So in this case the collation determines whether string data is
case sensitive or not, and evidently an index can be generated on
a character column with a case insenstive collation.
- Doug
F.Bonnarel to group of editors 2011/02/28
Hi All,
Sorry if I am putting some divergence in the discussion here but I will vote
AGAINST utypes being forced lower case into DBMS.
If it is to be usefull for interoperability ACROSS services utype definition should
allow some rule of construction and I think the one in Mireille's note seem to be the
best. If it is consistent with UML it will be consistent with xml serialization and
Java or C++ code generation where classes and Methods are generally using camelCase.
For those of developpers and users not aware or oblivious of these rules, published
utypes tables could be an absolute reference and this can be installed case sensitivitly in the
column description of the TAP schema without any difficulty. So for sure they will appear in the
Query response VOTABLE and this seems very important to make them understandable.

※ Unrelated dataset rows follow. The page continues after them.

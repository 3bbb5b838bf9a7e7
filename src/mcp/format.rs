//! Formatting helpers shared across MCP handlers and resources.

use crate::{
    metrics::MetricsSnapshot,
    processing::{ChunkSummaryEvent, FinalSummaryEvent, LlmStatusSnapshot},
};
use rmcp::model::ResourceContents;
use serde::Serialize;
use serde_json::{Value, json};

pub(crate) const APPLICATION_JSON: &str = "application/json";

/// Build the health payload describing the LLM backend and run counters.
pub(crate) fn health_payload(llm: &LlmStatusSnapshot, metrics: &MetricsSnapshot) -> String {
    let payload = json!({
        "status": "ok",
        "llm": llm,
        "metrics": metrics,
    });
    serialize_json(&payload, "mcp://health")
}

/// Recommended tool flow for agents.
pub(crate) fn usage_payload() -> Value {
    json!({
        "title": "pdfdigest MCP Usage",
        "policy": [
            "Pass PDF locations to `summarize_pdf` instead of pasting document text into prompts.",
            "Use `extract_pdf_text` only when the raw text itself is needed.",
            "Use `summarize_text` for text that is already in context.",
            "Long documents are chunked by language; expect one partial summary per chunk.",
            "Check a generated summary against its source with `check_hallucination` and `evaluate_responses`.",
        ],
        "flows": [
            {
                "name": "Summarize a PDF",
                "steps": [
                    "summarize_pdf({ source })",
                    "read final_summary; inspect chunks[].partial_summary for detail"
                ]
            },
            {
                "name": "Inspect a PDF",
                "steps": [
                    "extract_pdf_text({ source })",
                    "detect_language({ text })"
                ]
            },
            {
                "name": "Verify a summary",
                "steps": [
                    "check_hallucination({ ground_truth, response })",
                    "evaluate_responses({ ground_truth, response })"
                ]
            }
        ]
    })
}

/// Assemble the `summarize_pdf` tool response from a finished run.
pub(crate) fn pdf_summary_payload(
    chunks: Vec<ChunkSummaryEvent>,
    summary: FinalSummaryEvent,
) -> Value {
    json!({
        "chunks": chunks,
        "final_summary": summary.final_summary,
        "metadata": summary.metadata,
    })
}

/// Serialize a value to JSON, falling back to compact formatting on error.
pub(crate) fn serialize_json<T: Serialize>(value: &T, context_uri: &str) -> String {
    serde_json::to_string_pretty(value).unwrap_or_else(|error| {
        tracing::warn!(uri = context_uri, %error, "Failed to serialize JSON prettily");
        serde_json::to_string(value).unwrap_or_else(|_| "{}".into())
    })
}

/// Build JSON resource contents for MCP resource responses.
pub(crate) fn json_resource_contents(uri: &str, text: String) -> ResourceContents {
    ResourceContents::TextResourceContents {
        uri: uri.to_string(),
        mime_type: Some(APPLICATION_JSON.into()),
        text,
        meta: None,
    }
}
use lopdf::Document;

use super::ExtractionError;

/// Text and page count parsed from one PDF.
#[derive(Debug)]
pub(crate) struct ParsedPdf {
    pub text: String,
    pub pages: usize,
}

/// Parse PDF bytes: pages are counted with `lopdf`, text is pulled with `pdf-extract`.
///
/// CPU-bound; call from a blocking task.
pub(crate) fn parse_pdf(bytes: &[u8]) -> Result<ParsedPdf, ExtractionError> {
    let document =
        Document::load_mem(bytes).map_err(|error| ExtractionError::Parse(error.to_string()))?;
    let pages = document.get_pages().len();
    if pages == 0 {
        return Err(ExtractionError::NoPages);
    }

    let text = pdf_extract::extract_text_from_mem(bytes)
        .map_err(|error| ExtractionError::Parse(error.to_string()))?;
    tracing::debug!(pages, chars = text.len(), "Parsed PDF");

    Ok(ParsedPdf {
        text: text.trim().to_string(),
        pages,
    })
}
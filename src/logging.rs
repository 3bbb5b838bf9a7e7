//! Tracing configuration and log routing.
//!
//! Console output goes to stderr so the stdio MCP transport keeps stdout for protocol frames.
//! When `PDFDIGEST_LOG_FILE` is set, logs are also appended to that path; otherwise a file
//! logger is created under `logs/pdfdigest.log`. Setting `PDFDIGEST_LOG_FILE=off` disables
//! the file layer entirely.
use std::sync::OnceLock;

use tracing_appender::non_blocking::{NonBlocking, WorkerGuard};
use tracing_subscriber::{EnvFilter, fmt, prelude::*};

static LOG_GUARD: OnceLock<WorkerGuard> = OnceLock::new();

/// Configure tracing subscribers for stderr and optional file logging.
///
/// - Respects `RUST_LOG` for filtering (defaults to `info`).
/// - Uses a global guard to keep the non‑blocking writer alive for the process lifetime.
/// - Safe to call more than once; later calls are ignored.
pub fn init_tracing() {
    let env_filter = EnvFilter::try_from_default_env().unwrap_or_else(|_| EnvFilter::new("info"));
    let console_layer = fmt::layer()
        .with_writer(std::io::stderr)
        .with_target(false)
        .compact();

    let registry = tracing_subscriber::registry()
        .with(env_filter)
        .with(console_layer);

    let result = if let Some(writer) = configure_file_writer() {
        let file_layer = fmt::layer()
            .with_writer(writer)
            .with_target(true)
            .with_ansi(false)
            .compact();

        registry.with(file_layer).try_init()
    } else {
        registry.try_init()
    };

    if result.is_err() {
        tracing::debug!("Tracing subscriber already installed");
    }
}

/// Build a non‑blocking writer for file logging.
///
/// Returns `None` when file logging is disabled or the target cannot be opened.
fn configure_file_writer() -> Option<NonBlocking> {
    match std::env::var("PDFDIGEST_LOG_FILE") {
        Ok(path) if path.eq_ignore_ascii_case("off") => None,
        Ok(path) => match std::fs::OpenOptions::new()
            .create(true)
            .append(true)
            .open(&path)
        {
            Ok(file) => {
                let (non_blocking, guard) = tracing_appender::non_blocking(file);
                let _ = LOG_GUARD.set(guard);
                Some(non_blocking)
            }
            Err(err) => {
                eprintln!("Failed to open log file {path}: {err}");
                None
            }
        },
        Err(_) => {
            if let Err(err) = std::fs::create_dir_all("logs") {
                eprintln!("Failed to create logs directory: {err}");
                return None;
            }
            let file_appender = tracing_appender::rolling::never("logs", "pdfdigest.log");
            let (non_blocking, guard) = tracing_appender::non_blocking(file_appender);
            let _ = LOG_GUARD.set(guard);
            Some(non_blocking)
        }
    }
}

For future queries by utypes (
ADQL or
PQL) -which is not the intention of the current
ObsTAP draft, as we query only by column names - but is surely critical for IVOA-wide interoperability
in the future I am still not sure if we have to allow case insentiveness and add the piece of code Doug is
proposing or force the query to be written with CamelCase utypes. But this can still
be discussed after the draft release as long as we correctly fill the TAP_SCHEMA.
Cheers
François
A.Micol to François 2011/02/28
Hi Francois,
While some RDBMes (as Doug mentioned) are natively case-insensitive (e.g. Postgres, MySQL), others are not (e.g. Sybase).
Also, XPath statements are case sensitive.
It is always possible to get around this using some DBMS function (e.g. to lower-case) prior the comparison.
For example:
lower(utype) = "char.bla.bla.bla.location"
or
/bookstore/book[translate(
@category, 'ABCDEFGHIJKLMNOPQRSTUVWXYZ', 'abcdefghijklmnopqrstuvwxyz') = '" + searchtext.ToLower() + "']
The fact is that such conversion will be needed by all services, clients, servers, and databases (e.g. at ingestion time)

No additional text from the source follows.